What you should do
Gather up every line from the entries below that uses the word "decision".

[Input data Boundary: Start]

#[tokio::main]
async fn main() -> anyhow::Result<()> {
    consensus_cli::run().await
}
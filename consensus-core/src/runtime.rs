use crate::{Envelope, SlotId};

/// The host interface a `NodeAlgorithm` handler is given. Implemented by
/// `consensus-sim`'s kernel; algorithms never see the kernel type itself,
/// only this trait, which is what keeps `consensus-protocols` free of any
/// dependency on how scheduling actually works.
pub trait Runtime<P> {
    /// The tick the kernel is currently processing. Handlers use this to
    /// compute absolute alarm deadlines when they need to reason about one,
    /// though `set_alarm` itself takes a relative delay.
    fn current_tick(&self) -> u64;

    /// The slots this node is connected to, as currently known by the
    /// kernel's topology (stable for the lifetime of a run).
    fn neighbor_slots(&self, of: SlotId) -> Vec<SlotId>;

    /// Queues an outbound message. Delivery order between independently
    /// queued messages destined for different nodes is not guaranteed;
    /// messages to the same node preserve send order.
    fn send(&mut self, from: SlotId, msg: Envelope<P>);

    /// Arms a one-shot alarm for `target`, firing `delay_ticks` after the
    /// current tick with `msg` as its payload. Alarms do not repeat — a
    /// handler that wants a retry loop must re-arm explicitly each time its
    /// `on_alarm` runs.
    fn set_alarm(&mut self, target: SlotId, delay_ticks: u64, msg: Envelope<P>);
}
use serde::{Deserialize, Serialize};

use consensus_core::ConsensusError;

use crate::kernel::LinkFault;

/// Which topology generator a scenario run should use. Mirrors the two
/// generators in [`crate::topology`].
#[derive(Debug, Clone, Copy, PartialEq, Eq, Serialize, Deserialize)]
#[serde(rename_all = "kebab-case")]
pub enum TopologyChoice {
    CompleteGraph,
    RingWithChords,
}

impl Default for TopologyChoice {
    fn default() -> Self {
        TopologyChoice::CompleteGraph
    }
}

/// Layered scenario configuration: typed defaults via `Default`,
/// overridable by an optional TOML file, then by `CONSENSUS_LAB_*`
/// environment variables, with CLI flags (applied by `consensus-cli`)
/// taking final precedence.
#[derive(Debug, Clone, Serialize, Deserialize)]
#[serde(default)]
pub struct ScenarioConfig {
    /// Total node count.
    pub n: usize,
    /// Algorithm-specific secondary size parameter (traitor count bound for
    /// Oral Messages, unused by the commit protocols).
    pub m: usize,
    /// The commit/attack decision a scenario seeds its initiator with.
    pub decision: bool,
    /// Which node (by slot) plays coordinator/commander. For 2PC and 3PC,
    /// `None` draws a uniformly random slot from the run's own RNG,
    /// matching the Python reference's `coordinatorID == 0` ("pick
    /// randomly"). Byzantine-3PC and Oral Messages don't expose a
    /// `coordinatorID` parameter of their own, so their scenario builders
    /// resolve `None` to slot 0.
    pub coordinator_id: Option<usize>,
    pub topology: TopologyChoice,
    pub chords: usize,
    pub drop_rate: f64,
    pub seed: u64,
    pub max_ticks: u64,
}

impl Default for ScenarioConfig {
    fn default() -> Self {
        Self {
            n: 4,
            m: 1,
            decision: true,
            coordinator_id: None,
            topology: TopologyChoice::default(),
            chords: 1,
            drop_rate: 0.0,
            seed: 42,
            max_ticks: 1000,
        }
    }
}

impl ScenarioConfig {
    pub fn link_fault(&self) -> LinkFault {
        if self.drop_rate <= 0.0 {
            LinkFault::Reliable
        } else {
            LinkFault::DropRate(self.drop_rate)
        }
    }

    /// Loads configuration from (in ascending precedence) built-in
    /// defaults, an optional TOML file at `path`, and `CONSENSUS_LAB_*`
    /// environment variables. CLI overrides are applied by the caller on
    /// top of the returned value.
    pub fn load(path: Option<&str>) -> Result<Self, ConsensusError> {
        let mut builder = config::Config::builder()
            .add_source(config::Config::try_from(&Self::default()).map_err(|e| {
                ConsensusError::Configuration(format!("could not seed defaults: {e}"))
            })?);

        if let Some(path) = path {
            builder = builder.add_source(config::File::with_name(path).required(false));
        }

        builder = builder.add_source(
            config::Environment::with_prefix("CONSENSUS_LAB").separator("__"),
        );

        let built = builder
            .build()
            .map_err(|e| ConsensusError::Configuration(format!("failed to load config: {e}")))?;

        built
            .try_deserialize()
            .map_err(|e| ConsensusError::Configuration(format!("failed to deserialize config: {e}")))
    }
}

#[cfg(test)]
mod tests {
    use super::*;

    #[test]
    fn defaults_are_internally_consistent() {
        let cfg = ScenarioConfig::default();
        assert!(cfg.n > 0);
        assert!(matches!(cfg.link_fault(), LinkFault::Reliable));
    }

    #[test]
    fn nonzero_drop_rate_yields_drop_rate_fault() {
        let cfg = ScenarioConfig {
            drop_rate: 0.25,
            ..ScenarioConfig::default()
        };
        assert!(matches!(cfg.link_fault(), LinkFault::DropRate(r) if (r - 0.25).abs() < f64::EPSILON));
    }
}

[Input data Boundary: End]

Your solution
    /// The commit/attack decision a scenario seeds its initiator with.
    pub decision: bool,
            decision: true,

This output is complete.